Jokes aside, Carry said that the confirmation of the Supreme Court’s new, presumably pro-life justice made him think twice about attending the festival.
“It was very difficult to put myself in a place where I wanted to come and share myself with a bunch of people tonight,” he admitted. “A country that doesn’t take care of its women and take care of its children in our schools is not a country we can fight for. Football players will stand for the flag and the anthem when it stands for them.”
“I think that people are underestimating the danger involved in having this—such a lack of power over a president like this,” Carrey added. “If we ever do get back into power, we need to revisit presidential powers. I don’t think the founding fathers had a traitor in mind being at such a high office. They didn’t count on that one.”
Carrey also offered some commentary on his political cartoons. “This is as flattering a portrait as I could do,” Carrey said of his controversial drawing of White House press secretary Sarah Huckabee Sanders. “And I got a little bit of flak from it…when they said, ‘Oh, jeez, it’s not nice to do an ugly portrait of this person,’ I went, ‘Ugly is on the inside, man.
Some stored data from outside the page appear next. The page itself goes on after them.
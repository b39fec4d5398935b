//! Shell discovery endpoint.

use axum::{extract::State, Json};
use serde_json::{json, Value};

use crate::AppState;

/// `GET /api/shells` — list available shells on this host.
pub async fn list_shells(State(state): State<AppState>) -> Json<Value> {
    let shells = crate::shell::detect_shells();
    Json(json!({
        "shells": shells,
        "default_command": &state.config.shell.default_command,
    }))
}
And, yes, in some people, you know, it manifests outwardly.'”
Another cartoon shows Trump in a straightjacket, hanging upside-down above the city streets. Carrey said the piece shows “the escape artist that is Donald Trump, being mocked by the Twitter bird, using the American flag as a prop, and losing what little hair he has left.”
“I tried to get that to be the official portrait,” joked Carrey of a third drawing—of Trump in a bathrobe, preparing to inhale an ice cream sundae. “It’s looking like that won’t happen now.”
Though some have encouraged Carrey to channel his political discontent into a run for office, it’s not in the cards. “I serve the world the way I serve the world,” he explained, after definitively ruling out a 2020 run for the presidency. “I’m a creative. And I can’t not paint and I can’t not create. It has to go some someplace, and I can’t sit behind a desk, and I can’t glad-hand people all the time, and I can’t be dishonest.”
Wherever the future may take him, Carrey is incredibly excited about his newfound passion for the visual arts and the doors it is opening. “It’s just exploding,” he said. “I don’t know where it’s going. You don’t know which tributaries are actually going to cut a groove, you know, [but] you do it.”
“IndigNation: Political Cartoons by Jim Carrey, 2016–2018” will be on view at Maccarone Gallery, at 300 South Mission Road, in Los Angeles, from October 23–December 1, 2018.